The acquisition protocol of the multiparametric MRI (including T1 + C, and T2WI) used across all institutions and the MR scanner parameters are described in Additional file
1: eAppendix 1 and Additional file
1: Table S1. All of the MRIs were normalized to obtain a standard normal distribution of image intensities using the N4ITK Bias Correction code. The 3D regions of interest (ROIs) in the breast intratumoral area and the peritumoral area (10-mm extension outward of the tumor parenchyma) were semi-automatically segmented using the 3D Slicer software (
https://www.slicer.org/, version 4.10.2) [
14]. The 3D regions of intra- and peritumoral (DICOM format) were transferred to the SlicerRadiomics code, a texture extraction platform based on the python package “PyRadiomics” [
15]. For each patient, 3,452 quantitative radiomic features (863 features from each ROI in each sequence, including 12 diagnostic features, 107 original features, and 744 wavelet features) were extracted to analyze shape, size, intensity, morphology, and texture. Besides diagnostic features, the remaining radiomic features were categorized into seven groups: shape descriptors, first-order statistics, gray-level co-occurrence matrix (GLCM), gray-level size zone matrix (GLSZM), gray-level run-length matrix (GLRLM), gray-level dependence matrix (GLDM), and neighboring gray tone difference matrix (NGTDM). More details regarding the radiomic feature extraction are described in Additional file
1: eAppendix 2.
RDeepNet model building and validation
The Cox proportional hazards deep neural network, DeepSurv [
8], was applied to construct the RDeepNet model for predicting individual recurrence risk. The network took 3,452 radiomic features as input for each patient. For the recurrence risk, the RDeepNet score was calculated with a single output node based on the negative log-partial likelihood function. The RFS predicted from the RDeepNet model was then assessed in the validation cohort and the testing cohort, respectively. More details about the network were described previously [
8].
Radiomic features varied among patients with different responses and after neoadjuvant chemotherapy
In total, 127 (52%) of the 244 patients from the testing cohort had radiomic features from before and after neoadjuvant chemotherapy, of which 72 (57%) patients were evaluated as responsive (complete response + partial response) to the therapeutic, with the standard of Response Evaluation Criteria in Solis Tumors (RECIST). The other 55 (43%) patients were defined as unresponsive (stable disease + progressive disease). The differential therapy-related radiomic features between responsive and unresponsive patients or before and after neoadjuvant chemotherapy were identified using the limma package, t test and paired samples t test, respectively. The heatmaps of the differentially expressed radiomic features were obtained with the R package pheatmap. The correlation matrix maps of the radiomic features extracted from intratumoral region were performed with the R package ggplots and RColorBrewer.
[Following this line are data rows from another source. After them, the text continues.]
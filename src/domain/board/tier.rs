// SPDX-License-Identifier: GPL-3.0-or-later
// src/domain/board/tier.rs
//
// Tier board: ordered item lists keyed by container id, and the list
// mutation applied when a drag is dropped.

use std::fmt;
use std::path::Path;

use anyhow::Context;
use serde::{Deserialize, Serialize};

use super::item::{Item, ItemId};

/// Identifier of a list that can receive dropped items.
#[derive(Debug, Clone, PartialEq, Eq, Hash, Serialize, Deserialize)]
#[serde(transparent)]
pub struct ContainerId(String);

impl ContainerId {
    pub fn new(id: impl Into<String>) -> Self {
        Self(id.into())
    }

    pub fn as_str(&self) -> &str {
        &self.0
    }
}

impl fmt::Display for ContainerId {
    fn fmt(&self, f: &mut fmt::Formatter<'_>) -> fmt::Result {
        f.write_str(&self.0)
    }
}

impl From<&str> for ContainerId {
    fn from(id: &str) -> Self {
        Self::new(id)
    }
}

/// One ranked row.
#[derive(Debug, Clone, PartialEq, Serialize, Deserialize)]
pub struct Tier {
    pub id: ContainerId,
    pub label: String,
    /// Row color as `#rrggbb`.
    #[serde(default = "default_tier_color")]
    pub color: String,
    #[serde(default)]
    pub items: Vec<Item>,
}

fn default_tier_color() -> String {
    "#808080".to_string()
}

impl Tier {
    pub fn new(id: impl Into<String>, label: impl Into<String>, color: impl Into<String>) -> Self {
        Self {
            id: ContainerId::new(id),
            label: label.into(),
            color: color.into(),
            items: Vec::new(),
        }
    }
}

/// Why a drop was ignored.
#[derive(Debug, Clone, PartialEq, Eq)]
pub enum StaleReason {
    UnknownContainer(ContainerId),
    IndexOutOfRange { index: usize, len: usize },
    ItemMismatch { expected: ItemId, found: ItemId },
}

/// Result of applying a drop to the board.
#[derive(Debug, Clone, PartialEq, Eq)]
pub enum MoveOutcome {
    /// Item was removed from the source list and inserted at `to_index`.
    Moved { to_index: usize },
    /// The recorded source position no longer holds the item; nothing changed.
    Stale(StaleReason),
}

impl MoveOutcome {
    pub fn is_moved(&self) -> bool {
        matches!(self, Self::Moved { .. })
    }
}

/// Board of tiers plus the unranked pool.
#[derive(Debug, Clone, PartialEq, Default, Serialize, Deserialize)]
pub struct TierBoard {
    #[serde(default)]
    pub tiers: Vec<Tier>,
    /// Unranked items, addressed as [`TierBoard::POOL`].
    #[serde(default)]
    pub pool: Vec<Item>,
}

impl TierBoard {
    /// Container id of the unranked pool.
    pub const POOL: &'static str = "pool";

    pub fn new(tiers: Vec<Tier>) -> Self {
        Self {
            tiers,
            pool: Vec::new(),
        }
    }

    /// Load a board from a JSON file.
    pub fn open(path: &Path) -> anyhow::Result<Self> {
        let raw = std::fs::read_to_string(path)
            .with_context(|| format!("Failed to read board {}", path.display()))?;
        serde_json::from_str(&raw)
            .with_context(|| format!("Failed to parse board {}", path.display()))
    }

    /// Ids of all containers, tiers first, pool last.
    pub fn container_ids(&self) -> Vec<ContainerId> {
        self.tiers
            .iter()
            .map(|t| t.id.clone())
            .chain(std::iter::once(ContainerId::new(Self::POOL)))
            .collect()
    }

    pub fn list(&self, id: &ContainerId) -> Option<&[Item]> {
        if id.as_str() == Self::POOL {
            return Some(self.pool.as_slice());
        }
        self.tiers
            .iter()
            .find(|t| &t.id == id)
            .map(|t| t.items.as_slice())
    }

    pub fn list_mut(&mut self, id: &ContainerId) -> Option<&mut Vec<Item>> {
        if id.as_str() == Self::POOL {
            return Some(&mut self.pool);
        }
        self.tiers
            .iter_mut()
            .find(|t| &t.id == id)
            .map(|t| &mut t.items)
    }

    /// Every item on the board, in display order.
    pub fn items(&self) -> impl Iterator<Item = &Item> {
        self.tiers
            .iter()
            .flat_map(|t| t.items.iter())
            .chain(self.pool.iter())
    }

    pub fn items_mut(&mut self) -> impl Iterator<Item = &mut Item> {
        self.tiers
            .iter_mut()
            .flat_map(|t| t.items.iter_mut())
            .chain(self.pool.iter_mut())
    }

    /// Locate an item by id.
    pub fn position_of(&self, item: ItemId) -> Option<(ContainerId, usize)> {
        self.container_ids().into_iter().find_map(|id| {
            let index = self.list(&id)?.iter().position(|i| i.id == item)?;
            Some((id, index))
        })
    }

    /// Smallest id not used by any item on the board.
    pub fn next_item_id(&self) -> ItemId {
        ItemId(self.items().map(|i| i.id.0 + 1).max().unwrap_or(0))
    }

    /// Insert `item` into container `to` at `index` (clamped). Returns the
    /// final index, or `None` for an unknown container.
    pub fn add_item(&mut self, to: &ContainerId, index: usize, item: Item) -> Option<usize> {
        let list = self.list_mut(to)?;
        let index = index.min(list.len());
        log::debug!("Added {} to {to}[{index}]", item.id);
        list.insert(index, item);
        Some(index)
    }

    /// Write the board as pretty JSON.
    pub fn save(&self, path: &Path) -> anyhow::Result<()> {
        let raw = serde_json::to_string_pretty(self).context("Failed to serialize board")?;
        std::fs::write(path, raw)
            .with_context(|| format!("Failed to write board {}", path.display()))
    }

    /// Move `item` from `from[from_index]` to `to[to_index]`.
    ///
    /// Always remove-then-insert: `to_index` addresses the destination after
    /// removal and is clamped into `[0, len]`. If the source slot no longer
    /// holds `item` (the list changed mid-drag) nothing is mutated.
    pub fn move_item(
        &mut self,
        item: ItemId,
        from: &ContainerId,
        from_index: usize,
        to: &ContainerId,
        to_index: usize,
    ) -> MoveOutcome {
        if self.list(to).is_none() {
            return MoveOutcome::Stale(StaleReason::UnknownContainer(to.clone()));
        }
        let Some(source) = self.list_mut(from) else {
            return MoveOutcome::Stale(StaleReason::UnknownContainer(from.clone()));
        };
        let Some(found) = source.get(from_index).map(|i| i.id) else {
            log::debug!(
                "Stale drop of {item}: index {from_index} out of range in {from} (len {})",
                source.len()
            );
            return MoveOutcome::Stale(StaleReason::IndexOutOfRange {
                index: from_index,
                len: source.len(),
            });
        };
        if found != item {
            log::debug!("Stale drop of {item}: {from}[{from_index}] now holds {found}");
            return MoveOutcome::Stale(StaleReason::ItemMismatch {
                expected: item,
                found,
            });
        }

        let moved = source.remove(from_index);
        let Some(destination) = self.list_mut(to) else {
            return MoveOutcome::Stale(StaleReason::UnknownContainer(to.clone()));
        };
        let to_index = to_index.min(destination.len());
        destination.insert(to_index, moved);

        log::debug!("Moved {item} from {from}[{from_index}] to {to}[{to_index}]");
        MoveOutcome::Moved { to_index }
    }
}

#[cfg(test)]
mod tests {
    use super::*;

    fn board() -> TierBoard {
        let mut s = Tier::new("s", "S", "#ff7f7f");
        s.items = (0..3).map(|i| Item::new(ItemId(i), format!("s{i}"), "x.png")).collect();
        let mut a = Tier::new("a", "A", "#ffbf7f");
        a.items = (10..12).map(|i| Item::new(ItemId(i), format!("a{i}"), "x.png")).collect();
        TierBoard::new(vec![s, a])
    }

    fn ids(board: &TierBoard, id: &str) -> Vec<u64> {
        board
            .list(&ContainerId::from(id))
            .unwrap()
            .iter()
            .map(|i| i.id.0)
            .collect()
    }

    #[test]
    fn reorders_within_a_tier() {
        let mut board = board();
        let s = ContainerId::from("s");
        let outcome = board.move_item(ItemId(0), &s, 0, &s, 2);
        assert_eq!(outcome, MoveOutcome::Moved { to_index: 2 });
        assert_eq!(ids(&board, "s"), vec![1, 2, 0]);
    }

    #[test]
    fn same_index_is_a_stable_noop_move() {
        let mut board = board();
        let s = ContainerId::from("s");
        assert!(board.move_item(ItemId(1), &s, 1, &s, 1).is_moved());
        assert_eq!(ids(&board, "s"), vec![0, 1, 2]);
    }

    #[test]
    fn moves_between_tiers_and_clamps_index() {
        let mut board = board();
        let outcome = board.move_item(
            ItemId(1),
            &ContainerId::from("s"),
            1,
            &ContainerId::from("a"),
            99,
        );
        assert_eq!(outcome, MoveOutcome::Moved { to_index: 2 });
        assert_eq!(ids(&board, "s"), vec![0, 2]);
        assert_eq!(ids(&board, "a"), vec![10, 11, 1]);
    }

    #[test]
    fn moves_into_the_pool() {
        let mut board = board();
        let pool = ContainerId::from(TierBoard::POOL);
        assert!(board.move_item(ItemId(10), &"a".into(), 0, &pool, 0).is_moved());
        assert_eq!(ids(&board, TierBoard::POOL), vec![10]);
        assert_eq!(board.position_of(ItemId(10)), Some((pool, 0)));
    }

    #[test]
    fn stale_index_is_ignored() {
        let mut board = board();
        let s = ContainerId::from("s");
        board.list_mut(&s).unwrap().remove(2);
        let before = board.clone();

        let outcome = board.move_item(ItemId(2), &s, 2, &"a".into(), 0);
        assert_eq!(
            outcome,
            MoveOutcome::Stale(StaleReason::IndexOutOfRange { index: 2, len: 2 })
        );
        assert_eq!(board, before);
    }

    #[test]
    fn shifted_item_is_ignored() {
        let mut board = board();
        let s = ContainerId::from("s");
        board.list_mut(&s).unwrap().remove(0);

        let outcome = board.move_item(ItemId(1), &s, 1, &s, 0);
        assert_eq!(
            outcome,
            MoveOutcome::Stale(StaleReason::ItemMismatch {
                expected: ItemId(1),
                found: ItemId(2),
            })
        );
        assert_eq!(ids(&board, "s"), vec![1, 2]);
    }

    #[test]
    fn unknown_containers_are_ignored() {
        let mut board = board();
        let outcome = board.move_item(ItemId(0), &"s".into(), 0, &"z".into(), 0);
        assert_eq!(
            outcome,
            MoveOutcome::Stale(StaleReason::UnknownContainer("z".into()))
        );
        assert_eq!(ids(&board, "s"), vec![0, 1, 2]);
    }

    #[test]
    fn added_items_get_fresh_ids() {
        let mut board = board();
        let id = board.next_item_id();
        assert_eq!(id, ItemId(12));

        let pool = ContainerId::from(TierBoard::POOL);
        assert_eq!(board.add_item(&pool, 5, Item::new(id, "new", "new.png")), Some(0));
        assert_eq!(board.position_of(id), Some((pool, 0)));
        assert_eq!(board.add_item(&"z".into(), 0, Item::new(ItemId(13), "x", "x.png")), None);
        assert_eq!(TierBoard::default().next_item_id(), ItemId(0));
    }

    #[test]
    fn saved_board_reopens() {
        let dir = tempfile::tempdir().unwrap();
        let path = dir.path().join("board.json");
        let board = board();
        board.save(&path).unwrap();
        assert_eq!(TierBoard::open(&path).unwrap(), board);
    }

    #[test]
    fn parses_board_json() {
        let board: TierBoard = serde_json::from_str(
            r#"{"tiers":[{"id":"s","label":"S","items":[{"id":1,"title":"One","image":"1.png"}]}],
                "pool":[{"id":2,"title":"Two","image":"2.png"}]}"#,
        )
        .unwrap();
        assert_eq!(board.tiers[0].color, "#808080");
        assert_eq!(board.items().count(), 2);
        assert_eq!(
            board.container_ids(),
            vec![ContainerId::from("s"), ContainerId::from(TierBoard::POOL)]
        );
    }
}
Exploration of the molecular mechanisms of radiomics
To explore the related biological mechanisms of radiomics, we performed RNA-seq for 92 patients from the training cohort. Additional file
1: Table S2 shows the clinicopathological characteristics of these patients. The compared files were downloaded from
https://www.ensembl.org/index.html and annotated with Perl software according to the ensemble ID of sequencing results. Next, the gene length was compared through the Gencode27 database on the basis of the counts data. Then, the counts data were converted into TPM data, and the lncRNAs were distinguished in accordance with the Ensembl database.
The t test and limma package were used to identify differentially expressed genes between high- and low-risk patients according to the RDeepNet score. Then, the proportion of the tumor immune microenvironment were quantified in the 92 patients with the ssGSEA algorithm, which were used for highly sensitive and specific discrimination of 28 human immune cell phenotypes, including B cells, T cells, natural killer cells, macrophages, dendritic cells, and myeloid subsets. Spearman’s rank correlation analysis and limma package were used between high- and low-risk patients to further explore the association between radiomics and the tumor immune microenvironment.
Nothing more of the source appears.